| What you need to do |
Scan the records for "struct". Report each line that includes it.

Data records:
- Opening Delimiter -
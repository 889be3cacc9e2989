//! Process enumeration and display names
//!
//! [`ProcessLister`] enumerates the process table. [`ProcessTable`] turns the
//! listing into pid → display name, where interpreter processes are named
//! after what they run (`python3:manage.py`) so several of them can be told
//! apart.

use crate::config::ProcessConfig;
use crate::error::Result;
use serde::{Deserialize, Serialize};
use std::collections::HashMap;
use std::io;

/// Name shown when a connection carries no pid
pub const UNKNOWN_PROCESS: &str = "<UNKNOWN>";

/// Name shown when a pid is absent from the process table
pub const PROCESS_NOT_FOUND: &str = "<NOT FOUND>";

/// One row of the process table
#[derive(Debug, Clone, PartialEq, Eq, Serialize, Deserialize)]
pub struct ProcessEntry {
    /// Process ID
    pub pid: u32,
    /// Command name (`comm`)
    pub command_name: String,
    /// Command line, `args[0]` included
    pub args: Vec<String>,
}

/// Enumerates running processes
pub trait ProcessLister: Send + Sync {
    fn list(&self) -> Result<Vec<ProcessEntry>>;
}

/// Whether an I/O error means the process went away while it was inspected
pub(crate) fn is_process_gone(err: &io::Error) -> bool {
    if err.kind() == io::ErrorKind::NotFound {
        return true;
    }
    #[cfg(unix)]
    {
        if err.raw_os_error() == Some(libc::ESRCH) {
            return true;
        }
    }
    false
}

/// Outcome of a pid lookup
#[derive(Debug, Clone, PartialEq, Eq)]
pub enum ProcessLookup<'a> {
    /// The pid is in the table
    Known(&'a str),
    /// The pid is not in the table
    NotFound,
    /// The connection had no pid
    Unknown,
}

impl ProcessLookup<'_> {
    /// Name used for the socket owner
    pub fn display_name(&self) -> &str {
        match self {
            ProcessLookup::Known(name) => name,
            ProcessLookup::NotFound => PROCESS_NOT_FOUND,
            ProcessLookup::Unknown => UNKNOWN_PROCESS,
        }
    }
}

/// Derives display names from process entries
#[derive(Debug, Clone)]
pub struct NameDeriver {
    interpreters: Vec<String>,
    argument_width: usize,
}

impl Default for NameDeriver {
    fn default() -> Self {
        Self::from_config(&ProcessConfig::default())
    }
}

impl NameDeriver {
    pub fn from_config(config: &ProcessConfig) -> Self {
        Self {
            interpreters: config.interpreters.clone(),
            argument_width: config.argument_width.max(1),
        }
    }

    /// Whether `command` is one of the interpreters, version suffix allowed
    pub fn is_interpreter(&self, command: &str) -> bool {
        self.interpreters.iter().any(|interpreter| {
            command
                .strip_prefix(interpreter.as_str())
                .map(|rest| rest.chars().all(|c| c.is_ascii_digit() || c == '.'))
                .unwrap_or(false)
        })
    }

    /// `<interpreter>:<argument>` for interpreters, the command name otherwise
    pub fn display_name(&self, entry: &ProcessEntry) -> String {
        if !self.is_interpreter(&entry.command_name) {
            return entry.command_name.clone();
        }

        match first_meaningful_arg(&entry.args) {
            Some(arg) => format!(
                "{}:{}",
                entry.command_name,
                truncate(basename(arg), self.argument_width)
            ),
            None => entry.command_name.clone(),
        }
    }
}

/// Options whose value is a search path rather than the program being run
const PATH_OPTIONS: &[&str] = &["-cp", "-classpath", "--class-path"];

fn first_meaningful_arg(args: &[String]) -> Option<&str> {
    let mut skip_next = false;
    for arg in args.iter().skip(1) {
        if skip_next {
            skip_next = false;
            continue;
        }
        if PATH_OPTIONS.contains(&arg.as_str()) {
            skip_next = true;
            continue;
        }
        if arg.starts_with('-') || arg.is_empty() {
            continue;
        }
        return Some(arg);
    }
    None
}

fn basename(arg: &str) -> &str {
    arg.rsplit('/').find(|part| !part.is_empty()).unwrap_or(arg)
}

fn truncate(text: &str, width: usize) -> String {
    text.chars().take(width).collect()
}

/// pid → display name for one poll cycle
#[derive(Debug, Default, Clone)]
pub struct ProcessTable {
    names: HashMap<u32, String>,
}

impl ProcessTable {
    pub fn new(entries: &[ProcessEntry], deriver: &NameDeriver) -> Self {
        let names = entries
            .iter()
            .map(|entry| (entry.pid, deriver.display_name(entry)))
            .collect();
        Self { names }
    }

    pub fn lookup(&self, pid: Option<u32>) -> ProcessLookup<'_> {
        match pid {
            None => ProcessLookup::Unknown,
            Some(pid) => self
                .names
                .get(&pid)
                .map(|name| ProcessLookup::Known(name.as_str()))
                .unwrap_or(ProcessLookup::NotFound),
        }
    }

    pub fn len(&self) -> usize {
        self.names.len()
    }

    pub fn is_empty(&self) -> bool {
        self.names.is_empty()
    }
}

/// Process lister reading a procfs mount
#[derive(Debug, Clone)]
pub struct ProcFsProcessLister {
    root: std::path::PathBuf,
}

impl Default for ProcFsProcessLister {
    fn default() -> Self {
        Self::new()
    }
}

impl ProcFsProcessLister {
    pub fn new() -> Self {
        Self::with_root("/proc")
    }

    /// Read processes from another procfs root
    pub fn with_root(root: impl Into<std::path::PathBuf>) -> Self {
        Self { root: root.into() }
    }
}

impl ProcessLister for ProcFsProcessLister {
    fn list(&self) -> Result<Vec<ProcessEntry>> {
        use crate::error::DashnetError;
        use std::fs;

        if !self.root.exists() {
            return Err(DashnetError::UnsupportedPlatform(format!(
                "{} filesystem not available",
                self.root.display()
            )));
        }

        let mut processes = Vec::new();

        for entry in fs::read_dir(&self.root)? {
            let entry = entry?;
            let pid = match entry.file_name().to_string_lossy().parse::<u32>() {
                Ok(pid) => pid,
                Err(_) => continue,
            };

            match read_process(&entry.path(), pid) {
                Ok(process) => processes.push(process),
                Err(e) if is_process_gone(&e) => {
                    log::debug!("process {} exited during enumeration", pid);
                }
                Err(e) => return Err(e.into()),
            }
        }

        Ok(processes)
    }
}

fn read_process(dir: &std::path::Path, pid: u32) -> io::Result<ProcessEntry> {
    let command_name = std::fs::read_to_string(dir.join("comm"))?.trim().to_string();
    let cmdline = std::fs::read(dir.join("cmdline"))?;

    Ok(ProcessEntry {
        pid,
        command_name,
        args: parse_cmdline(&cmdline),
    })
}

/// Split a NUL separated `/proc/<pid>/cmdline`
pub fn parse_cmdline(raw: &[u8]) -> Vec<String> {
    raw.split(|b| *b == 0)
        .filter(|part| !part.is_empty())
        .map(|part| String::from_utf8_lossy(part).into_owned())
        .collect()
}

#[cfg(test)]
mod tests {
    use super::*;

    fn entry(pid: u32, command: &str, args: &[&str]) -> ProcessEntry {
        ProcessEntry {
            pid,
            command_name: command.to_string(),
            args: args.iter().map(|s| s.to_string()).collect(),
        }
    }

    #[test]
    fn test_plain_process_uses_command_name() {
        let deriver = NameDeriver::default();
        let e = entry(10, "curl", &["curl", "-s", "https://example.com"]);
        assert_eq!(deriver.display_name(&e), "curl");
    }

    #[test]
    fn test_interpreter_uses_first_argument() {
        let deriver = NameDeriver::default();
        let e = entry(11, "python3", &["/usr/bin/python3", "-u", "/srv/app/manage.py", "runserver"]);
        assert_eq!(deriver.display_name(&e), "python3:manage.py");

        let e = entry(12, "python3.11", &["python3.11", "-m", "http.server"]);
        assert_eq!(deriver.display_name(&e), "python3.11:http.server");
    }

    #[test]
    fn test_java_skips_classpath_value() {
        let deriver = NameDeriver::default();
        let e = entry(
            13,
            "java",
            &["java", "-Xmx2g", "-cp", "/opt/lib/*", "org.example.ServerMain"],
        );
        assert_eq!(deriver.display_name(&e), "java:org.example.ServerMain");
    }

    #[test]
    fn test_interpreter_argument_is_truncated() {
        let deriver = NameDeriver::from_config(&ProcessConfig {
            interpreters: vec!["node".to_string()],
            argument_width: 6,
        });
        let e = entry(14, "node", &["node", "dist/webpack-dev-server.js"]);
        assert_eq!(deriver.display_name(&e), "node:webpac");
    }

    #[test]
    fn test_interpreter_without_arguments() {
        let deriver = NameDeriver::default();
        assert_eq!(deriver.display_name(&entry(15, "python3", &["python3"])), "python3");
    }

    #[test]
    fn test_interpreter_prefix_must_be_version() {
        let deriver = NameDeriver::default();
        assert!(deriver.is_interpreter("python"));
        assert!(deriver.is_interpreter("python2.7"));
        assert!(!deriver.is_interpreter("pythonista"));
        assert!(!deriver.is_interpreter("nodemon"));
    }

    #[test]
    fn test_lookup_outcomes_are_distinct() {
        let table = ProcessTable::new(&[entry(1, "sshd", &["sshd"])], &NameDeriver::default());

        assert_eq!(table.lookup(Some(1)), ProcessLookup::Known("sshd"));
        assert_eq!(table.lookup(Some(2)), ProcessLookup::NotFound);
        assert_eq!(table.lookup(None), ProcessLookup::Unknown);
        assert_eq!(table.lookup(Some(2)).display_name(), PROCESS_NOT_FOUND);
        assert_eq!(table.lookup(None).display_name(), UNKNOWN_PROCESS);
        assert_ne!(PROCESS_NOT_FOUND, UNKNOWN_PROCESS);
    }

    #[test]
    fn test_parse_cmdline() {
        assert_eq!(
            parse_cmdline(b"python3\0-m\0http.server\0"),
            vec!["python3", "-m", "http.server"]
        );
        assert!(parse_cmdline(b"").is_empty());
    }

    #[test]
    fn test_procfs_lister_reads_fake_root() {
        let root = tempfile::tempdir().unwrap();
        let pid_dir = root.path().join("4242");
        std::fs::create_dir(&pid_dir).unwrap();
        std::fs::write(pid_dir.join("comm"), "ruby\n").unwrap();
        std::fs::write(pid_dir.join("cmdline"), b"ruby\0bin/rails\0server\0").unwrap();
        std::fs::create_dir(root.path().join("self")).unwrap();

        // a pid directory whose files vanished is skipped
        std::fs::create_dir(root.path().join("4243")).unwrap();

        let processes = ProcFsProcessLister::with_root(root.path()).list().unwrap();
        assert_eq!(processes, vec![entry(4242, "ruby", &["ruby", "bin/rails", "server"])]);
        assert_eq!(NameDeriver::default().display_name(&processes[0]), "ruby:rails");
    }

    #[test]
    fn test_missing_root_is_unsupported() {
        let lister = ProcFsProcessLister::with_root("/definitely/not/a/procfs");
        assert!(lister.list().is_err());
    }
}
- Closing Delimiter -
| Answer to this problem |
pub struct ProcessEntry {
pub struct NameDeriver {
pub struct ProcessTable {
pub struct ProcFsProcessLister {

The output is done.